Exercise details
Below are some records; quote exactly the lines from the one that contains "by the updater." through the one that contains "no config dir.", inclusive, and no others.

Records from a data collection

┏━━

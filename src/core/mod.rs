// ─── Quiltflower Updater Core ───
// Resolves the Quiltflower decompiler version to use and keeps its jar
// cached locally.
//
// Architecture:
//   core/
//     maven/       — maven-metadata.xml fetch + parse (channel, snapshot)
//     catalog/     — Release + snapshot catalog, "latest" selection policy
//     cache/       — Jar cache with ETag revalidation and atomic replace
//     coordinator/ — Refresh/download cycles, single-writer session state
//     version/     — Lenient semantic versions
//     http/        — Transport seam over reqwest
//     config/      — Settings, settings store, on-disk paths

pub mod cache;
pub mod catalog;
pub mod config;
pub mod coordinator;
pub mod error;
pub mod http;
pub mod maven;
pub mod version;
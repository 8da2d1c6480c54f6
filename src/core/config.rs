use std::path::{Path, PathBuf};
use std::sync::Mutex;

use serde::{Deserialize, Serialize};
use tracing::{debug, warn};

use crate::core::cache::write_atomic_blocking;
use crate::core::error::{UpdaterError, UpdaterResult};
use crate::core::maven::{QUILT_RELEASE_CHANNEL, QUILT_SNAPSHOT_CHANNEL};
use crate::core::version::Version;

const APP_DIR_NAME: &str = "quiltflower";
const SETTINGS_FILE: &str = "settings.json";

/// Transport timeouts. `None` leaves the client default (no timeout).
#[derive(Debug, Clone, Default, PartialEq, Eq, Serialize, Deserialize)]
#[serde(rename_all = "camelCase", default)]
pub struct HttpConfig {
    pub connect_timeout_secs: Option<u64>,
    pub timeout_secs: Option<u64>,
}

/// User-facing updater configuration, persisted by the host.
#[derive(Debug, Clone, PartialEq, Eq, Serialize, Deserialize)]
#[serde(rename_all = "camelCase", default)]
pub struct Settings {
    pub enabled: bool,
    pub auto_update: bool,
    pub enable_snapshots: bool,
    pub selected_version: Option<Version>,
    pub release_base_url: String,
    pub snapshot_base_url: String,
    pub http: HttpConfig,
}

impl Default for Settings {
    fn default() -> Self {
        Self {
            enabled: true,
            auto_update: true,
            enable_snapshots: false,
            selected_version: None,
            release_base_url: QUILT_RELEASE_CHANNEL.to_string(),
            snapshot_base_url: QUILT_SNAPSHOT_CHANNEL.to_string(),
            http: HttpConfig::default(),
        }
    }
}

/// Persistence collaborator owned by the host application.
pub trait SettingsStore: Send + Sync {
    /// Called on the coordinator task; keep it cheap (in-memory).
    fn load(&self) -> Settings;

    /// Called whenever the coordinator changes the active version. Runs on
    /// the blocking pool, so implementations may do synchronous I/O.
    fn save_selected_version(&self, version: Option<&Version>) -> UpdaterResult<()>;
}

/// On-disk locations used by the updater.
#[derive(Debug, Clone)]
pub struct AppPaths {
    root: PathBuf,
}

impl AppPaths {
    /// `<config-dir>/quiltflower`, falling back to the working directory
    /// when the platform has no config dir.
    pub fn new() -> Self {
        let base = dirs::config_dir().unwrap_or_else(|| PathBuf::from("."));
        Self::with_root(base.join(APP_DIR_NAME))
    }

    pub fn with_root(root: impl Into<PathBuf>) -> Self {
        Self { root: root.into() }
    }

    pub fn root(&self) -> &Path {
        &self.root
    }

    pub fn jars_dir(&self) -> PathBuf {
        self.root.join("jars")
    }

    pub fn settings_file(&self) -> PathBuf {
        self.root.join(SETTINGS_FILE)
    }
}

impl Default for AppPaths {
    fn default() -> Self {
        Self::new()
    }
}

/// `SettingsStore` persisting to a pretty-printed JSON file.
pub struct JsonSettingsStore {
    path: PathBuf,
    current: Mutex<Settings>,
}

impl JsonSettingsStore {
    /// Read settings from `path`. A missing or unreadable file yields defaults.
    pub fn open(path: impl Into<PathBuf>) -> Self {
        let path = path.into();
        let current = load_settings_from_disk(&path).unwrap_or_default();
        Self {
            path,
            current: Mutex::new(current),
        }
    }

    pub fn path(&self) -> &Path {
        &self.path
    }

    /// Replace the whole settings object and persist it.
    pub fn replace(&self, settings: Settings) -> UpdaterResult<()> {
        write_settings(&self.path, &settings)?;
        *self.lock() = settings;
        Ok(())
    }

    fn lock(&self) -> std::sync::MutexGuard<'_, Settings> {
        // A panic while holding the lock cannot leave `Settings` half-updated.
        self.current
            .lock()
            .unwrap_or_else(std::sync::PoisonError::into_inner)
    }
}

impl SettingsStore for JsonSettingsStore {
    fn load(&self) -> Settings {
        self.lock().clone()
    }

    fn save_selected_version(&self, version: Option<&Version>) -> UpdaterResult<()> {
        let mut next = self.lock().clone();
        next.selected_version = version.cloned();
        self.replace(next)
    }
}

fn load_settings_from_disk(path: &Path) -> Option<Settings> {
    let raw = std::fs::read_to_string(path).ok()?;
    match serde_json::from_str(&raw) {
        Ok(settings) => Some(settings),
        Err(e) => {
            warn!("Ignoring corrupt settings file {:?}: {}", path, e);
            None
        }
    }
}

fn write_settings(path: &Path, settings: &Settings) -> UpdaterResult<()> {
    let parent = path.parent().unwrap_or_else(|| Path::new("."));
    std::fs::create_dir_all(parent).map_err(|e| UpdaterError::io(parent, e))?;

    let json = serde_json::to_string_pretty(settings)?;
    write_atomic_blocking(parent, path, json.as_bytes())?;

    debug!("Saved settings to {:?}", path);
    Ok(())
}

#[cfg(test)]
mod tests {
    use super::*;

    #[test]
    fn defaults_point_at_quilt_maven() {
        let settings = Settings::default();
        assert!(settings.enabled);
        assert!(settings.auto_update);
        assert!(!settings.enable_snapshots);
        assert!(settings.release_base_url.ends_with("/quiltflower/"));
        assert!(settings.snapshot_base_url.contains("snapshot"));
    }

    #[test]
    fn partial_json_fills_defaults() {
        let settings: Settings =
            serde_json::from_str(r#"{ "enableSnapshots": true, "selectedVersion": "1.9.0" }"#)
                .unwrap();
        assert!(settings.enable_snapshots);
        assert!(settings.auto_update);
        assert_eq!(settings.selected_version, Version::parse("1.9.0"));
        assert_eq!(settings.release_base_url, QUILT_RELEASE_CHANNEL);
    }

    #[test]
    fn store_persists_selected_version() {
        let dir = tempfile::tempdir().unwrap();
        let path = dir.path().join("nested").join(SETTINGS_FILE);

        let store = JsonSettingsStore::open(&path);
        assert_eq!(store.load(), Settings::default());

        let version = Version::parse("1.10.0").unwrap();
        store.save_selected_version(Some(&version)).unwrap();

        let reopened = JsonSettingsStore::open(&path);
        assert_eq!(reopened.load().selected_version, Some(version));
    }

    #[test]
    fn corrupt_file_falls_back_to_defaults() {
        let dir = tempfile::tempdir().unwrap();
        let path = dir.path().join(SETTINGS_FILE);
        std::fs::write(&path, "{ not json").unwrap();

        let store = JsonSettingsStore::open(&path);
        assert_eq!(store.load(), Settings::default());
    }

    #[test]
    fn paths_layout() {
        let paths = AppPaths::with_root("/tmp/qf");
        assert_eq!(paths.jars_dir(), PathBuf::from("/tmp/qf/jars"));
        assert_eq!(paths.settings_file(), PathBuf::from("/tmp/qf/settings.json"));
    }
}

┗━━

Result for this task
/// On-disk locations used by the updater.
#[derive(Debug, Clone)]
pub struct AppPaths {
    root: PathBuf,
}

impl AppPaths {
    /// `<config-dir>/quiltflower`, falling back to the working directory
    /// when the platform has no config dir.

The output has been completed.